The focus on retrospective relabeling of existing structures distinguishes this study from several published efforts that aimed at improving structure name consistency prospectively. Mayo et al. described how they successfully standardized structure naming and RT prescription in a 4-year practice change project in their institution. The same group also led the TG-263 effort, which sought input from the multidisciplinary radiation oncology community to develop a standardized nomenclature for the field. One of TG-263s strengths is that it does not purely list names but rather provides a generic schema that allows the addition of structures in the future. A global standard for structure names is indispensable for interinstitutional data exchange, and our study provides one of the first accounts of mapping to TG-263, which has positioned itself strongly for this task. If TG-263 is adopted widely and its implementation is coupled with the necessary change in culture, this will address the intra- and interinstitutional structure naming inconsistency issue going forward. Our work complements these approaches by addressing naming inconsistencies retrospectively. Apart from retrospectively mapping historical structure names to TG-263 to aid data exchange, we have decided to adopt TG-263 for any new naming decisions in our clinic. We also aim to gradually change our practice toward using the TG-263 names instead of the locally established structure name conventions. The fact that many of our currently used structure names are already similar to the TG-263 name will help with this. To date, we are only aware of one other tool-based curation effort in radiation oncology. This evolving project targets data from multiple institutions for pooling into a shared registry.

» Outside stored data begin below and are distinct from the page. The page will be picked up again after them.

//! Quire Ingest
//!
//! Loads the documents a pipeline starts from. Text is extracted page by page;
//! each page is trimmed and pages are separated by a blank line.

mod error;

pub use error::IngestError;

use std::path::{Path, PathBuf};

use futures::future::join_all;
use tracing::{debug, info};

/// An ingested document.
#[derive(Debug, Clone, PartialEq, Eq)]
pub struct Document {
  pub path: PathBuf,
  pub text: String,
}

/// Extract the text of a PDF file.
///
/// Blocking; call from `spawn_blocking` inside async code.
pub fn extract_text(path: impl AsRef<Path>) -> Result<String, IngestError> {
  let path = path.as_ref();
  let pdf_error = |source| IngestError::Pdf {
    path: path.to_path_buf(),
    source,
  };

  let document = lopdf::Document::load(path).map_err(pdf_error)?;

  let mut pages = Vec::new();
  for page_number in document.get_pages().keys() {
    let text = document.extract_text(&[*page_number]).map_err(pdf_error)?;
    pages.push(text.trim().to_string());
  }
  Ok(pages.join("\n\n"))
}

/// PDF files directly inside `dir`, sorted by path.
pub async fn list_documents(dir: impl AsRef<Path>) -> Result<Vec<PathBuf>, IngestError> {
  let dir = dir.as_ref();
  let io_error = |source| IngestError::Io {
    path: dir.to_path_buf(),
    source,
  };

  let mut entries = tokio::fs::read_dir(dir).await.map_err(io_error)?;
  let mut paths = Vec::new();
  while let Some(entry) = entries.next_entry().await.map_err(io_error)? {
    let path = entry.path();
    let is_pdf = path
      .extension()
      .and_then(|ext| ext.to_str())
      .is_some_and(|ext| ext.eq_ignore_ascii_case("pdf"));
    if is_pdf && entry.file_type().await.map_err(io_error)?.is_file() {
      paths.push(path);
    }
  }
  paths.sort();
  Ok(paths)
}

/// Extract every PDF in `dir` concurrently.
///
/// Documents keep file name order. The first document that cannot be read
/// fails the whole load.
pub async fn load_documents(dir: impl AsRef<Path>) -> Result<Vec<Document>, IngestError> {
  let dir = dir.as_ref();
  let paths = list_documents(dir).await?;

  let handles: Vec<_> = paths
    .iter()
    .cloned()
    .map(|path| tokio::task::spawn_blocking(move || extract_text(&path)))
    .collect();

  let mut documents = Vec::with_capacity(paths.len());
  for (path, joined) in paths.into_iter().zip(join_all(handles).await) {
    let text = joined.map_err(|e| IngestError::Task {
      path: path.clone(),
      message: e.to_string(),
    })??;
    debug!(path = %path.display(), chars = text.len(), "document_extracted");
    documents.push(Document { path, text });
  }

  info!(dir = %dir.display(), documents = documents.len(), "documents_loaded");
  Ok(documents)
}

#[cfg(test)]
mod tests {
  use super::*;
  use lopdf::content::{Content, Operation};
  use lopdf::{Object, Stream, dictionary};

  fn write_pdf(path: &Path, pages: &[&str]) {
    let mut doc = lopdf::Document::with_version("1.5");
    let pages_id = doc.new_object_id();
    let font_id = doc.add_object(dictionary! {
      "Type" => "Font",
      "Subtype" => "Type1",
      "BaseFont" => "Courier",
    });
    let resources_id = doc.add_object(dictionary! {
      "Font" => dictionary! {
        "F1" => font_id,
      },
    });

    let mut kids: Vec<Object> = Vec::new();
    for text in pages {
      let content = Content {
        operations: vec![
          Operation::new("BT", vec![]),
          Operation::new("Tf", vec!["F1".into(), 24.into()]),
          Operation::new("Td", vec![100.into(), 600.into()]),
          Operation::new("Tj", vec![Object::string_literal(*text)]),
          Operation::new("ET", vec![]),
        ],
      };
      let content_id = doc.add_object(Stream::new(dictionary! {}, content.encode().unwrap()));
      let page_id = doc.add_object(dictionary! {
        "Type" => "Page",
        "Parent" => pages_id,
        "Contents" => content_id,
        "Resources" => resources_id,
      });
      kids.push(page_id.into());
    }

    let count = kids.len() as i64;
    doc.objects.insert(
      pages_id,
      Object::Dictionary(dictionary! {
        "Type" => "Pages",
        "Kids" => kids,
        "Count" => count,
        "MediaBox" => vec![0.into(), 0.into(), 595.into(), 842.into()],
      }),
    );
    let catalog_id = doc.add_object(dictionary! {
      "Type" => "Catalog",
      "Pages" => pages_id,
    });
    doc.trailer.set("Root", catalog_id);
    doc.save(path).unwrap();
  }

  #[test]
  fn test_extract_text_joins_pages() {
    let dir = tempfile::tempdir().unwrap();
    let path = dir.path().join("two.pdf");
    write_pdf(&path, &["First page", "Second page"]);

    let text = extract_text(&path).unwrap();
    let first = text.find("First page").unwrap();
    let second = text.find("Second page").unwrap();
    assert!(first < second);
    assert!(text[first..second].contains("\n\n"));
    assert_eq!(text, text.trim());
  }

  #[test]
  fn test_extract_text_rejects_non_pdf() {
    let dir = tempfile::tempdir().unwrap();
    let path = dir.path().join("fake.pdf");
    std::fs::write(&path, "not a pdf").unwrap();

    assert!(matches!(extract_text(&path), Err(IngestError::Pdf { .. })));
  }

  #[tokio::test]
  async fn test_load_documents_sorted_and_filtered() {
    let dir = tempfile::tempdir().unwrap();
    write_pdf(&dir.path().join("b.pdf"), &["Beta"]);
    write_pdf(&dir.path().join("a.PDF"), &["Alpha"]);
    std::fs::write(dir.path().join("notes.txt"), "ignored").unwrap();
    std::fs::create_dir(dir.path().join("nested.pdf")).unwrap();

    let documents = load_documents(dir.path()).await.unwrap();

    assert_eq!(documents.len(), 2);
    assert!(documents[0].path.ends_with("a.PDF"));
    assert!(documents[0].text.contains("Alpha"));
    assert!(documents[1].text.contains("Beta"));
  }

  #[tokio::test]
  async fn test_load_documents_fails_on_broken_file() {
    let dir = tempfile::tempdir().unwrap();
    write_pdf(&dir.path().join("good.pdf"), &["Fine"]);
    std::fs::write(dir.path().join("bad.pdf"), "garbage").unwrap();

    let result = load_documents(dir.path()).await;
    assert!(matches!(result, Err(IngestError::Pdf { path, .. }) if path.ends_with("bad.pdf")));
  }

  #[tokio::test]
  async fn test_load_documents_missing_dir() {
    let dir = tempfile::tempdir().unwrap();
    let result = load_documents(dir.path().join("absent")).await;
    assert!(matches!(result, Err(IngestError::Io { .. })));
  }

  #[tokio::test]
  async fn test_load_documents_empty_dir() {
    let dir = tempfile::tempdir().unwrap();
    assert!(load_documents(dir.path()).await.unwrap().is_empty());
  }
}
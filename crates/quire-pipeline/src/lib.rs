//! Staged worker-pipeline execution.
//!
//! A [`Pipeline`] is an ordered list of [`Stage`]s. A stage is a single
//! [`Step`], a [`BatchStep`] that calls its worker once per input element, or a
//! [`Group`] of independent steps that run concurrently. Steps read the
//! artifacts of earlier stages through their input transform, call an external
//! worker through an [`Invoker`], and store the result under their own name
//! through their output transform.
//!
//! The [`Engine`] runs stages strictly in order with a join barrier between
//! them; a stage's artifacts become readable only after every step of that
//! stage has finished.

pub mod context;
pub mod engine;
pub mod error;
pub mod events;
pub mod invoke;
pub mod result;
pub mod step;
pub mod transform;

pub use context::{Context, StepContext};
pub use engine::{Engine, EngineConfig};
pub use error::{InvocationError, PipelineError, StepError};
pub use events::{ChannelNotifier, ExecutionEvent, ExecutionNotifier, NoopNotifier};
pub use invoke::{FnInvoker, Invoker, ResponseKind, TimeoutInvoker, WorkerRef, invoker_fn};
pub use result::{RunResult, StageReport, StepReport, StepStatus};
pub use step::{BatchStep, Group, Member, Pipeline, Stage, StageKind, Step};
pub use transform::{
  ArtifactInput, BatchInputTransform, Constant, ExpandArtifact, InputTransform, Items,
  NamedSources, OutputTransform, Persist, to_result,
};
use std::path::PathBuf;
use std::sync::Arc;
use std::time::Duration;

use anyhow::{Context, Result};
use clap::{Parser, Subcommand};
use tokio_util::sync::CancellationToken;
use tracing::warn;
use tracing_subscriber::{filter::EnvFilter, fmt, layer::SubscriberExt, util::SubscriberInitExt};

use quire_artifact::FsStore;
use quire_builder::{PipelineBuilder, research_workflow};
use quire_config::WorkflowDef;
use quire_pipeline::{ChannelNotifier, Engine, EngineConfig, ExecutionEvent};
use quire_worker::{HttpInvoker, HttpInvokerConfig};

/// Quire - runs staged document pipelines against LLM workers
#[derive(Parser)]
#[command(name = "quire")]
#[command(version, about, long_about = None)]
struct Cli {
  /// Path to the data directory (default: ~/.quire)
  #[arg(long, global = true)]
  data_dir: Option<PathBuf>,

  /// Increase log verbosity (-v, -vv, -vvv)
  #[arg(short, long, action = clap::ArgAction::Count, global = true)]
  verbose: u8,

  /// Emit logs as JSON
  #[arg(long, global = true)]
  json_logs: bool,

  #[command(subcommand)]
  command: Option<Commands>,
}

#[derive(Subcommand)]
enum Commands {
  /// Run a workflow over a folder of PDF papers
  Run(RunArgs),

  /// Print the built-in research workflow as JSON
  ShowWorkflow,
}

#[derive(clap::Args)]
struct RunArgs {
  /// Workflow definition (JSON). Defaults to the built-in research workflow.
  #[arg(long)]
  workflow: Option<PathBuf>,

  /// Folder containing the input PDFs
  #[arg(long, default_value = "papers")]
  papers: PathBuf,

  /// Folder the artifacts are written to
  #[arg(long, default_value = "outputs")]
  output: PathBuf,

  /// Folder with one instructions file per worker (default: <data-dir>/prompts)
  #[arg(long)]
  prompts: Option<PathBuf>,

  /// Model name sent with every request
  #[arg(long)]
  model: Option<String>,

  /// OpenAI-compatible API root
  #[arg(long)]
  base_url: Option<String>,

  /// Per-request timeout in seconds
  #[arg(long, default_value_t = 300)]
  timeout_secs: u64,

  /// Maximum number of concurrent worker calls
  #[arg(long)]
  max_concurrency: Option<usize>,
}

fn main() -> Result<()> {
  let _ = dotenvy::dotenv();
  let cli = Cli::parse();
  init_tracing(cli.verbose, cli.json_logs);

  let data_dir = match cli.data_dir {
    Some(dir) => dir,
    None => dirs::home_dir()
      .context("could not determine home directory")?
      .join(".quire"),
  };

  match cli.command {
    Some(Commands::Run(args)) => run(args, data_dir)?,
    Some(Commands::ShowWorkflow) => {
      println!("{}", research_workflow().to_json_pretty()?);
    }
    None => {
      println!("quire - use --help to see available commands");
    }
  }

  Ok(())
}

fn run(args: RunArgs, data_dir: PathBuf) -> Result<()> {
  let rt = tokio::runtime::Runtime::new()?;
  rt.block_on(async { run_async(args, data_dir).await })
}

async fn run_async(args: RunArgs, data_dir: PathBuf) -> Result<()> {
  let workflow_def = match &args.workflow {
    Some(path) => WorkflowDef::from_file(path)
      .with_context(|| format!("failed to load workflow file: {}", path.display()))?,
    None => research_workflow(),
  };
  eprintln!("Loaded workflow: {}", workflow_def.name);

  let documents = quire_ingest::load_documents(&args.papers)
    .await
    .with_context(|| format!("failed to load papers from {}", args.papers.display()))?;
  if documents.is_empty() {
    warn!(papers = %args.papers.display(), "no PDF documents found");
  }
  eprintln!("Loaded {} documents", documents.len());

  let texts: Vec<String> = documents.into_iter().map(|d| d.text).collect();
  let pipeline = PipelineBuilder::new(texts)
    .build(&workflow_def)
    .context("failed to build pipeline")?;

  let mut invoker_config = HttpInvokerConfig {
    api_key: std::env::var("OPENAI_API_KEY").ok(),
    prompts_dir: args.prompts.unwrap_or_else(|| data_dir.join("prompts")),
    timeout: Duration::from_secs(args.timeout_secs),
    ..HttpInvokerConfig::default()
  };
  if let Some(model) = args.model {
    invoker_config.model = model;
  }
  if let Some(base_url) = args.base_url {
    invoker_config.base_url = base_url;
  }
  let invoker = HttpInvoker::new(invoker_config).context("failed to create worker invoker")?;

  let store = Arc::new(FsStore::new(&args.output));
  let context = quire_pipeline::Context::new(store);

  let (notifier, mut events) = ChannelNotifier::channel();
  let progress = tokio::spawn(async move {
    while let Some(event) = events.recv().await {
      report_progress(&event);
    }
  });

  let cancel = CancellationToken::new();
  let on_interrupt = cancel.clone();
  tokio::spawn(async move {
    if tokio::signal::ctrl_c().await.is_ok() {
      eprintln!("Interrupted, cancelling run");
      on_interrupt.cancel();
    }
  });

  let engine = Engine::with_notifier(
    EngineConfig {
      max_concurrency: args.max_concurrency,
    },
    notifier,
  );
  let result = engine
    .run(&pipeline, context, Arc::new(invoker), cancel)
    .await;

  // The engine owns the only sender; dropping it ends the progress stream.
  drop(engine);
  let _ = progress.await;

  let result = result.context("pipeline run failed")?;

  eprintln!("Execution completed: {}", result.execution_id);
  eprintln!("Artifacts written to {}", args.output.display());
  println!("{}", serde_json::to_string_pretty(&result)?);

  Ok(())
}

fn report_progress(event: &ExecutionEvent) {
  match event {
    ExecutionEvent::StageStarted { stage, steps, .. } => {
      eprintln!("Running {} ({})", stage, steps.join(", "));
    }
    ExecutionEvent::StepFailed { step, error, .. } => {
      eprintln!("  {} failed: {}", step, error);
    }
    ExecutionEvent::StageCompleted { stage, .. } => {
      eprintln!("  {} done", stage);
    }
    _ => {}
  }
}

/// Install the tracing subscriber, writing to stderr.
///
/// `RUST_LOG` wins over the verbosity flags.
fn init_tracing(verbose: u8, json: bool) {
  let base_filter = match std::env::var("RUST_LOG") {
    Ok(filter) => filter,
    Err(_) => match verbose {
      0 => "warn".to_string(),
      1 => "warn,quire=info,quire_pipeline=info".to_string(),
      2 => "info,quire_pipeline=debug,quire_worker=debug,quire_ingest=debug".to_string(),
      _ => "debug,quire_pipeline=trace,quire_worker=trace".to_string(),
    },
  };

  let filter = EnvFilter::try_new(&base_filter).unwrap_or_else(|_| EnvFilter::new("warn"));

  if json {
    tracing_subscriber::registry()
      .with(filter)
      .with(fmt::layer().json().with_writer(std::io::stderr))
      .init();
  } else {
    tracing_subscriber::registry()
      .with(filter)
      .with(
        fmt::layer()
          .with_target(true)
          .with_writer(std::io::stderr)
          .compact(),
      )
      .init();
  }
}
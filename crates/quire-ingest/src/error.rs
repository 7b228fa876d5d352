use std::path::PathBuf;

use thiserror::Error;

/// Errors that can occur while ingesting documents.
#[derive(Debug, Error)]
pub enum IngestError {
  #[error("failed to read '{path}': {source}")]
  Io {
    path: PathBuf,
    #[source]
    source: std::io::Error,
  },

  #[error("failed to extract text from '{path}': {source}")]
  Pdf {
    path: PathBuf,
    #[source]
    source: lopdf::Error,
  },

  #[error("extraction task for '{path}' failed: {message}")]
  Task { path: PathBuf, message: String },
}
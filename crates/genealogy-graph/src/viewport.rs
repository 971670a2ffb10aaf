//! Pan/zoom view transform
//!
//! Maps layout coordinates to screen coordinates and back:
//!
//! ```text
//! screen = layout * zoom + pan
//! layout = (screen - pan) / zoom
//! ```

use serde::{Deserialize, Serialize};

use crate::layout::LayoutBounds;

/// Minimum zoom level
pub const MIN_ZOOM: f32 = 0.1;

/// Maximum zoom level
pub const MAX_ZOOM: f32 = 5.0;

/// Pan offset (screen pixels) and zoom scale
#[derive(Debug, Clone, Copy, PartialEq, Serialize, Deserialize)]
pub struct ViewTransform {
    pub pan_x: f32,
    pub pan_y: f32,
    /// 1.0 = 100%
    pub zoom: f32,
}

impl Default for ViewTransform {
    fn default() -> Self {
        Self::identity()
    }
}

impl ViewTransform {
    pub fn identity() -> Self {
        Self {
            pan_x: 0.0,
            pan_y: 0.0,
            zoom: 1.0,
        }
    }

    pub fn new(pan_x: f32, pan_y: f32, zoom: f32) -> Self {
        Self { pan_x, pan_y, zoom }
    }

    /// A transform is invertible only with a finite, positive zoom
    pub fn is_invertible(&self) -> bool {
        self.zoom.is_finite() && self.zoom > 0.0 && self.pan_x.is_finite() && self.pan_y.is_finite()
    }

    pub fn to_screen(&self, x: f32, y: f32) -> [f32; 2] {
        [x * self.zoom + self.pan_x, y * self.zoom + self.pan_y]
    }

    /// Screen point to layout point, `None` when the transform is degenerate
    pub fn to_layout(&self, sx: f32, sy: f32) -> Option<[f32; 2]> {
        if !self.is_invertible() {
            return None;
        }
        Some([(sx - self.pan_x) / self.zoom, (sy - self.pan_y) / self.zoom])
    }

    /// Pan by a screen-space delta
    pub fn pan_by(&mut self, dx: f32, dy: f32) {
        self.pan_x += dx;
        self.pan_y += dy;
    }

    /// Zoom by `factor` keeping the layout point under `(sx, sy)` fixed
    pub fn zoom_at(&mut self, factor: f32, sx: f32, sy: f32) {
        let Some([lx, ly]) = self.to_layout(sx, sy) else {
            return;
        };
        let new_zoom = (self.zoom * factor).clamp(MIN_ZOOM, MAX_ZOOM);
        if (new_zoom - self.zoom).abs() <= 0.0001 {
            return;
        }
        self.zoom = new_zoom;
        self.pan_x = sx - lx * new_zoom;
        self.pan_y = sy - ly * new_zoom;
    }

    /// Transform that fits `bounds` into a `viewport_w` × `viewport_h` screen,
    /// leaving `padding` pixels on each side, centered.
    pub fn fit(bounds: &LayoutBounds, viewport_w: f32, viewport_h: f32, padding: f32) -> Self {
        let avail_w = (viewport_w - 2.0 * padding).max(1.0);
        let avail_h = (viewport_h - 2.0 * padding).max(1.0);
        let zoom_x = if bounds.width() > 0.0 {
            avail_w / bounds.width()
        } else {
            MAX_ZOOM
        };
        let zoom_y = if bounds.height() > 0.0 {
            avail_h / bounds.height()
        } else {
            MAX_ZOOM
        };
        let zoom = zoom_x.min(zoom_y).clamp(MIN_ZOOM, MAX_ZOOM);
        let [cx, cy] = bounds.center();
        Self {
            pan_x: viewport_w / 2.0 - cx * zoom,
            pan_y: viewport_h / 2.0 - cy * zoom,
            zoom,
        }
    }
}

#[cfg(test)]
mod tests {
    use super::*;

    #[test]
    fn test_identity_round_trip() {
        let t = ViewTransform::identity();
        assert_eq!(t.to_layout(12.0, -3.0), Some([12.0, -3.0]));
        assert_eq!(t.to_screen(12.0, -3.0), [12.0, -3.0]);
    }

    #[test]
    fn test_inverse_of_pan_zoom() {
        let t = ViewTransform::new(100.0, 50.0, 2.0);
        assert_eq!(t.to_screen(10.0, 10.0), [120.0, 70.0]);
        assert_eq!(t.to_layout(120.0, 70.0), Some([10.0, 10.0]));
    }

    #[test]
    fn test_degenerate_zoom_is_not_invertible() {
        assert_eq!(ViewTransform::new(0.0, 0.0, 0.0).to_layout(1.0, 1.0), None);
        assert_eq!(ViewTransform::new(0.0, 0.0, f32::NAN).to_layout(1.0, 1.0), None);
    }

    #[test]
    fn test_zoom_at_keeps_cursor_anchor() {
        let mut t = ViewTransform::new(10.0, 20.0, 1.0);
        let before = t.to_layout(200.0, 100.0).unwrap();
        t.zoom_at(2.0, 200.0, 100.0);
        assert_eq!(t.zoom, 2.0);
        let after = t.to_layout(200.0, 100.0).unwrap();
        assert!((before[0] - after[0]).abs() < 1e-4);
        assert!((before[1] - after[1]).abs() < 1e-4);

        t.zoom_at(100.0, 0.0, 0.0);
        assert_eq!(t.zoom, MAX_ZOOM);
    }

    #[test]
    fn test_fit_centers_bounds() {
        let bounds = LayoutBounds {
            min_x: -100.0,
            min_y: 0.0,
            max_x: 100.0,
            max_y: 100.0,
        };
        let t = ViewTransform::fit(&bounds, 400.0, 400.0, 0.0);
        assert_eq!(t.zoom, 2.0);
        assert_eq!(t.to_screen(0.0, 50.0), [200.0, 200.0]);
    }
}
//! Adaptive Polling Scheduler
//!
//! One task per tracked root:
//!
//! ```text
//!   ┌──────────── tick (deadline) ────────────┐
//!   │  evaluate idle timeout                  │
//!   │  poll target (fetch/cache pipeline)     │
//!   │  next deadline = now + interval(state)  │◄── state re-read every tick
//!   └─────────────────────────────────────────┘
//!   refresh requests (manual / live events) ──► poll now, deadline untouched
//!   shutdown ──► Stopped, in-flight poll dropped
//! ```
//!
//! A poll runs inside the same `select!` as the shutdown signal, so a fetch
//! that resolves after teardown never gets to publish its result.

mod state;

pub use state::{PollingState, SchedulerState, SharedPollingState, Transition};

use std::sync::Arc;

use async_trait::async_trait;
use genealogy_types::NodeId;
use tokio::sync::{mpsc, oneshot, watch};
use tokio::time::Instant;

/// Why a poll happens
#[derive(Debug, Clone, Copy, PartialEq, Eq)]
pub enum PollReason {
    /// Regular timer tick; a fresh cache entry is good enough
    Tick,
    /// A new subscriber joined; a fresh cache entry is good enough
    Subscribe,
    /// Consumer asked for a refresh
    Manual,
    /// Live event hit this root
    Event,
}

impl PollReason {
    /// Forced polls bypass the cache
    pub fn is_forced(&self) -> bool {
        matches!(self, PollReason::Manual | PollReason::Event)
    }
}

/// Out-of-band poll request
#[derive(Debug)]
pub struct RefreshRequest {
    pub reason: PollReason,
    /// Signalled once the poll finished
    pub done: Option<oneshot::Sender<()>>,
}

/// What the scheduler drives on every tick
#[async_trait]
pub trait PollTarget: Send + Sync {
    async fn poll(&self, root: &NodeId, reason: PollReason);
}

pub struct RootScheduler {
    root: NodeId,
    state: SharedPollingState,
    target: Arc<dyn PollTarget>,
    refresh_rx: mpsc::Receiver<RefreshRequest>,
}

impl RootScheduler {
    pub fn new(
        root: NodeId,
        state: SharedPollingState,
        target: Arc<dyn PollTarget>,
        refresh_rx: mpsc::Receiver<RefreshRequest>,
    ) -> Self {
        Self {
            root,
            state,
            target,
            refresh_rx,
        }
    }

    /// Run the polling loop until the shutdown signal is received.
    pub async fn run(mut self, mut shutdown_rx: watch::Receiver<bool>) {
        tracing::info!(root = %self.root, "Polling scheduler started");
        let mut next_tick = Instant::now();

        loop {
            if *shutdown_rx.borrow() {
                break;
            }

            tokio::select! {
                biased;

                _ = shutdown_rx.changed() => break,

                _ = tokio::time::sleep_until(next_tick) => {
                    let transition = self.state.lock().evaluate(Instant::now());
                    if let Some((from, to)) = transition {
                        tracing::info!(root = %self.root, from = from.as_str(), to = to.as_str(), "Polling state changed");
                    }
                    if !self.poll(PollReason::Tick, &mut shutdown_rx).await {
                        break;
                    }
                    let (interval, state) = {
                        let state = self.state.lock();
                        (state.interval(), state.state())
                    };
                    let Some(interval) = interval else { break };
                    next_tick = Instant::now() + interval;
                    tracing::trace!(
                        root = %self.root,
                        state = state.as_str(),
                        interval_ms = interval.as_millis() as u64,
                        "Next poll scheduled"
                    );
                }

                request = self.refresh_rx.recv() => {
                    let Some(request) = request else { break };
                    let completed = self.poll(request.reason, &mut shutdown_rx).await;
                    if let Some(done) = request.done {
                        let _ = done.send(());
                    }
                    if !completed {
                        break;
                    }
                }
            }
        }

        if let Some((from, _)) = self.state.lock().stop() {
            tracing::info!(root = %self.root, from = from.as_str(), "Polling scheduler stopped");
        }
    }

    /// Poll once; returns false when shutdown arrived first (result discarded)
    async fn poll(&self, reason: PollReason, shutdown_rx: &mut watch::Receiver<bool>) -> bool {
        tokio::select! {
            _ = self.target.poll(&self.root, reason) => true,
            _ = shutdown_rx.changed() => {
                tracing::debug!(root = %self.root, ?reason, "Poll discarded on teardown");
                false
            }
        }
    }
}

#[cfg(test)]
mod tests {
    use super::*;
    use crate::config::PollingConfig;
    use std::sync::Mutex;
    use std::time::Duration;

    #[derive(Default)]
    struct Recorder {
        polls: Mutex<Vec<(Instant, PollReason)>>,
    }

    #[async_trait]
    impl PollTarget for Recorder {
        async fn poll(&self, _root: &NodeId, reason: PollReason) {
            self.polls.lock().unwrap().push((Instant::now(), reason));
        }
    }

    fn spawn_scheduler(
        recorder: Arc<Recorder>,
    ) -> (SharedPollingState, mpsc::Sender<RefreshRequest>, watch::Sender<bool>, tokio::task::JoinHandle<()>) {
        let state = SharedPollingState::new(PollingState::new(PollingConfig::default(), Instant::now()));
        let (refresh_tx, refresh_rx) = mpsc::channel(8);
        let (shutdown_tx, shutdown_rx) = watch::channel(false);
        let scheduler = RootScheduler::new(NodeId::new("root"), state.clone(), recorder, refresh_rx);
        let handle = tokio::spawn(scheduler.run(shutdown_rx));
        (state, refresh_tx, shutdown_tx, handle)
    }

    #[tokio::test(start_paused = true)]
    async fn test_polls_immediately_then_on_interval() {
        let recorder = Arc::new(Recorder::default());
        let start = Instant::now();
        let (_state, _refresh, shutdown, handle) = spawn_scheduler(recorder.clone());

        tokio::time::sleep(Duration::from_millis(10_500)).await;
        let offsets: Vec<u64> = recorder
            .polls
            .lock()
            .unwrap()
            .iter()
            .map(|(at, _)| (*at - start).as_secs())
            .collect();
        assert_eq!(offsets, vec![0, 5, 10]);

        shutdown.send(true).unwrap();
        handle.await.unwrap();
    }

    #[tokio::test(start_paused = true)]
    async fn test_refresh_does_not_move_deadline() {
        let recorder = Arc::new(Recorder::default());
        let start = Instant::now();
        let (_state, refresh, shutdown, handle) = spawn_scheduler(recorder.clone());

        tokio::time::sleep(Duration::from_secs(2)).await;
        let (done_tx, done_rx) = oneshot::channel();
        refresh
            .send(RefreshRequest {
                reason: PollReason::Manual,
                done: Some(done_tx),
            })
            .await
            .unwrap();
        done_rx.await.unwrap();

        tokio::time::sleep(Duration::from_millis(3_500)).await;
        let polls: Vec<(u64, PollReason)> = recorder
            .polls
            .lock()
            .unwrap()
            .iter()
            .map(|(at, r)| ((*at - start).as_secs(), *r))
            .collect();
        assert_eq!(
            polls,
            vec![(0, PollReason::Tick), (2, PollReason::Manual), (5, PollReason::Tick)]
        );

        shutdown.send(true).unwrap();
        handle.await.unwrap();
    }

    #[tokio::test(start_paused = true)]
    async fn test_shutdown_stops_state() {
        let recorder = Arc::new(Recorder::default());
        let (state, _refresh, shutdown, handle) = spawn_scheduler(recorder.clone());
        tokio::task::yield_now().await;

        shutdown.send(true).unwrap();
        handle.await.unwrap();
        assert_eq!(state.lock().state(), SchedulerState::Stopped);

        let polls = recorder.polls.lock().unwrap().len();
        tokio::time::sleep(Duration::from_secs(60)).await;
        assert_eq!(recorder.polls.lock().unwrap().len(), polls);
    }
}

As such, that project dealt with a much wider variety of data types, and local expert knowledge could not be relied on for data integration and deduplication. Instead, various statistical machine learning methods are used to match incoming data with the existing fields of the registry.

Limitations

There are limitations in this work. Stature has only been validated in 2 patient cohorts from 1 relatively small (3 linear accelerators) radiation oncology department with a strong academic focus. It remains to be determined whether the results are generalizable to other settings. The current tool only supports 1 TPS (Eclipse). However, we believe the Stature approach itself is generic and TPS agnostic. Thus a similar tool could be implemented for different TPS. To increase replicability, we have provided the source code of our tool (see link in The Stature Approach). Although Stature reduces the resource need compared with manual curation, it does not eliminate it, and not every department will have the local expert resources required for Stature’s semiautomated, expert knowledge–driven approach. The need for local expert knowledge also prohibits Stature’s use when pooling data from different institutions, unless each contributing institution uses Stature locally before pooling (bottom-up curation).

Directions

We intend to apply Stature to the clinical plans of all RT courses that were delivered in our institution in the last 10 years. Having a large CDW with standardized structure names will enable real-time cohort studies that can provide decision support in the treatment planning stage, which is an additional benefit to using the CDW for formal clinical research. We also plan to explore whether supervised machine learning using dose and volume information can enhance the expert-based approach or potentially completely replace it.

Conclusions

We developed and validated a retrospective RT structure name standardization approach called Stature. This work indicates that Stature is feasible, saves time compared with manual curation, and is beneficial for clinical analytics. It also quantifies the extent of structure name inconsistency in the routine care setting.

21 in total

1. The Unified Medical Language System (UMLS): integrating biomedical terminology.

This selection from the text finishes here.